Postcard from Tom: Santa Fe restaurants offer many ways to enjoy red and green chiles

By Tom Sietsema
Washington Post Staff Writer
Sunday, June 27, 2010; F01

As far as veteran Santa Fe chef Martin Rios is concerned, people come to the capital of New Mexico "to eat good food and see art."

Not a problem. The city, which is celebrating its 400th birthday this year, stocks an estimated 200 places to eat and 300 or so galleries.

I did more eating and drinking than you'll read about in this dispatch, as some of my reservations in Santa Fe last month involved revisiting favorites that remain so. The Shed (113 1/2 E. Palace Ave.; 505-982-9030) is still great, as much for the tangy margaritas as for the red sauce made from chiles milled on-site. Other pit stops, such as the pan-Asian Mu Du Noodles (1494 Cerrillos Rd.; 505-983-1411) and the contemporary American Max's (403 S. Guadalupe St.; 505-984-9104), were fun to experience for certain dishes -- just about every appetizer at the former, pork belly BLTs and Rocky Mountain oysters at the latter -- but also less evocative of the region.

At the end of the day, I discovered that I was happiest grazing lower rather than higher on the food chain. Give me just three days in Santa Fe, and I want to eat as many red and green chiles as I can. (In deference to New Mexicans, and contrary to Post style, this story refers to the native peppers as chiles rather than chilies.)

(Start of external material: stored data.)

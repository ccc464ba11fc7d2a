//! Scoped operations over a lexed openCypher fragment.

use super::lexer::{Lexer, Token, TokenKind};
use cypherql_common::utils::error::Result;
use std::fmt;

/// A lexed openCypher fragment, as written in a `@cypher`/`@graphQuery`
/// directive.
///
/// Identifiers are classified by position: an identifier is a *variable*
/// unless it follows `.` (property access), follows `:` outside a map literal
/// (label or relationship type), precedes `:` inside a map literal (map key),
/// or precedes `(` (function name).
#[derive(Debug, Clone, PartialEq, Eq)]
pub struct Fragment {
    tokens: Vec<Token>,
}

impl Fragment {
    /// Lexes `text` into a fragment.
    ///
    /// # Errors
    ///
    /// Returns an error on an unterminated string or quoted identifier.
    pub fn parse(text: &str) -> Result<Self> {
        Ok(Self {
            tokens: Lexer::new(text).tokenize()?,
        })
    }

    /// Returns true if the fragment holds nothing but whitespace or comments.
    pub fn is_empty(&self) -> bool {
        self.tokens.iter().all(Token::is_trivia)
    }

    /// The first keyword of the fragment, if it starts with an identifier.
    pub fn leading_keyword(&self) -> Option<&str> {
        self.tokens
            .iter()
            .find(|t| !t.is_trivia())
            .filter(|t| t.kind == TokenKind::Identifier)
            .map(|t| t.text.as_str())
    }

    /// Returns the identifier if the fragment is nothing but a single
    /// variable, as in `RETURN friend`.
    pub fn as_variable(&self) -> Option<&str> {
        let mut significant = self.tokens.iter().filter(|t| !t.is_trivia());
        match (significant.next(), significant.next()) {
            (Some(t), None) if t.kind == TokenKind::Identifier => Some(&t.text),
            _ => None,
        }
    }

    /// Variables the fragment binds, in order of first binding.
    ///
    /// A variable is bound when it opens a node or relationship pattern
    /// (`(x`, `[x`) or is introduced by `AS x`. `this` is never reported.
    pub fn bound_variables(&self) -> Vec<String> {
        let positions = self.variable_positions();
        let mut bound: Vec<String> = Vec::new();
        for (i, token) in self.tokens.iter().enumerate() {
            if !positions[i] || token.text == "this" {
                continue;
            }
            let binds = self.prev_significant(i).is_some_and(|prev| {
                prev.is_symbol('(') || prev.is_symbol('[') || prev.is_keyword("AS")
            });
            if binds && !bound.contains(&token.text) {
                bound.push(token.text.clone());
            }
        }
        bound
    }

    /// Returns true if `name` occurs in variable position.
    pub fn mentions(&self, name: &str) -> bool {
        let positions = self.variable_positions();
        self.tokens
            .iter()
            .enumerate()
            .any(|(i, t)| positions[i] && t.text == name)
    }

    /// Rewrites every variable-position identifier for which `rename`
    /// returns a new name. Strings, property keys, labels and map keys are
    /// left untouched.
    #[must_use]
    pub fn rename_variables(&self, rename: impl Fn(&str) -> Option<String>) -> Self {
        let positions = self.variable_positions();
        let tokens = self
            .tokens
            .iter()
            .enumerate()
            .map(|(i, token)| match positions[i].then(|| rename(&token.text)).flatten() {
                Some(text) => Token {
                    text,
                    ..token.clone()
                },
                None => token.clone(),
            })
            .collect();
        Self { tokens }
    }

    /// Splits at the last top-level `RETURN`, yielding the body before it
    /// and the return expression after it, both trimmed.
    ///
    /// Returns `None` if there is no top-level `RETURN`.
    pub fn split_return(&self) -> Option<(Fragment, Fragment)> {
        let mut depth = 0usize;
        let mut at = None;
        for (i, token) in self.tokens.iter().enumerate() {
            match token.kind {
                TokenKind::Symbol('(' | '[' | '{') => depth += 1,
                TokenKind::Symbol(')' | ']' | '}') => depth = depth.saturating_sub(1),
                TokenKind::Identifier if depth == 0 && token.is_keyword("RETURN") => at = Some(i),
                _ => {}
            }
        }
        let at = at?;
        Some((
            Self::trimmed(&self.tokens[..at]),
            Self::trimmed(&self.tokens[at + 1..]),
        ))
    }

    /// Returns true if the fragment calls a function, which for a return
    /// expression means it aggregates (`count(x)`, `sum(x)`, ...).
    pub fn is_aggregate(&self) -> bool {
        self.tokens.iter().any(|t| t.is_symbol('('))
    }

    fn trimmed(tokens: &[Token]) -> Self {
        let start = tokens.iter().position(|t| t.kind != TokenKind::Whitespace);
        let end = tokens.iter().rposition(|t| t.kind != TokenKind::Whitespace);
        let tokens = match (start, end) {
            (Some(s), Some(e)) => tokens[s..=e].to_vec(),
            _ => Vec::new(),
        };
        Self { tokens }
    }

    fn variable_positions(&self) -> Vec<bool> {
        let mut stack: Vec<char> = Vec::new();
        let mut positions = vec![false; self.tokens.len()];

        for (i, token) in self.tokens.iter().enumerate() {
            match token.kind {
                TokenKind::Symbol(c @ ('(' | '[' | '{')) => stack.push(c),
                TokenKind::Symbol(')' | ']' | '}') => {
                    stack.pop();
                }
                TokenKind::Identifier => {
                    let in_map = stack.last() == Some(&'{');
                    let prev = self.prev_significant(i);
                    let next = self.next_significant(i);

                    let property = prev.is_some_and(|t| t.is_symbol('.'));
                    let label = !in_map && prev.is_some_and(|t| t.is_symbol(':'));
                    let map_key = in_map && next.is_some_and(|t| t.is_symbol(':'));
                    let function = next.is_some_and(|t| t.is_symbol('('));

                    positions[i] = !(property || label || map_key || function);
                }
                _ => {}
            }
        }
        positions
    }

    fn prev_significant(&self, i: usize) -> Option<&Token> {
        self.tokens[..i].iter().rev().find(|t| !t.is_trivia())
    }

    fn next_significant(&self, i: usize) -> Option<&Token> {
        self.tokens[i + 1..].iter().find(|t| !t.is_trivia())
    }
}

impl fmt::Display for Fragment {
    fn fmt(&self, f: &mut fmt::Formatter<'_>) -> fmt::Result {
        for token in &self.tokens {
            f.write_str(&token.text)?;
        }
        Ok(())
    }
}

#[cfg(test)]
mod tests {
    use super::*;

    fn prefixed(fragment: &Fragment, prefix: &str) -> String {
        let bound = fragment.bound_variables();
        fragment
            .rename_variables(|v| {
                if v == "this" {
                    Some("P".to_string())
                } else if bound.iter().any(|b| b == v) {
                    Some(format!("{prefix}_{v}"))
                } else {
                    None
                }
            })
            .to_string()
    }

    #[test]
    fn test_bound_variables() {
        let f = Fragment::parse(
            "MATCH (this)-[r:knows]->(friend:Person)\nWITH count(friend) AS total RETURN total",
        )
        .unwrap();
        assert_eq!(f.bound_variables(), vec!["r", "friend", "total"]);
    }

    #[test]
    fn test_rename_skips_labels_properties_and_strings() {
        let f = Fragment::parse(
            "MATCH (this)-[:friend]->(friend:friend {friend: 'friend'}) WHERE friend.friend = this.friend RETURN friend",
        )
        .unwrap();
        assert_eq!(
            prefixed(&f, "P_x"),
            "MATCH (P)-[:friend]->(P_x_friend:friend {friend: 'friend'}) WHERE P_x_friend.friend = P.friend RETURN P_x_friend"
        );
    }

    #[test]
    fn test_rename_map_values_are_variables() {
        let f = Fragment::parse("MATCH (a)-[e]->(b) RETURN {from: a, edge: e}").unwrap();
        assert_eq!(
            prefixed(&f, "Q"),
            "MATCH (Q_a)-[Q_e]->(Q_b) RETURN {from: Q_a, edge: Q_e}"
        );
    }

    #[test]
    fn test_split_return_uses_last_top_level() {
        let f = Fragment::parse(
            "CALL { MATCH (x) RETURN x } MATCH (this)-->(y) RETURN count(y) ",
        )
        .unwrap();
        let (body, tail) = f.split_return().unwrap();
        assert_eq!(body.to_string(), "CALL { MATCH (x) RETURN x } MATCH (this)-->(y)");
        assert_eq!(tail.to_string(), "count(y)");
        assert!(tail.is_aggregate());
        assert_eq!(tail.as_variable(), None);
        assert_eq!(body.leading_keyword(), Some("CALL"));
    }

    #[test]
    fn test_split_return_missing() {
        let f = Fragment::parse("MATCH (n) DETACH DELETE n").unwrap();
        assert!(f.split_return().is_none());

        let f = Fragment::parse("MATCH (this)-->(n) RETURN n ").unwrap();
        let (_, tail) = f.split_return().unwrap();
        assert_eq!(tail.as_variable(), Some("n"));
    }

    #[test]
    fn test_mentions() {
        let f = Fragment::parse("this.name + other.name").unwrap();
        assert!(f.mentions("this"));
        assert!(f.mentions("other"));
        assert!(!f.mentions("name"));
        assert!(!f.is_aggregate());
    }
}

I took two notable breaks from table-hopping, both at Ten Thousand Waves, a winding 20-minute drive from the plaza in the heart of the city. It's a rustic Japanese-inspired spa (3451 Hyde Park Rd.; 505-992-5025) and the perfect way to unwind after a long flight or before dinner. Let's just say that I'm a new fan of CryoStem skin therapy as it applies to my mug. And any meal tastes better after someone with a soothing voice has rubbed you the right way with hot and cold stones for 70 minutes.

We were an hour or so away from catching the recently opened "Abstraction" exhibition at the Georgia O'Keeffe Museum, but a companion and I were already devouring some impressive art, thanks to the soups at Restaurant Martin.

One soup, from the standing menu, was a corn chowder floating a tiny empanada that broke open to reveal shrimp, potato and poblano; dredging the bottom of the bowl with a spoon got us a taste of crushed, caramelized Marcona almonds. The other soup, a recent special, was pale green with pureed avocados, cucumber and honeydew, plus sour cream and yogurt. Rice vinegar and jalapeño slipped some heat into the cool concert; a little island of shaved fennel and radishes bobbed on an otherwise smooth surface.

Both appetizers emphasized the sentiment of chef-owner Martin Rios: "People eat with their eyes first."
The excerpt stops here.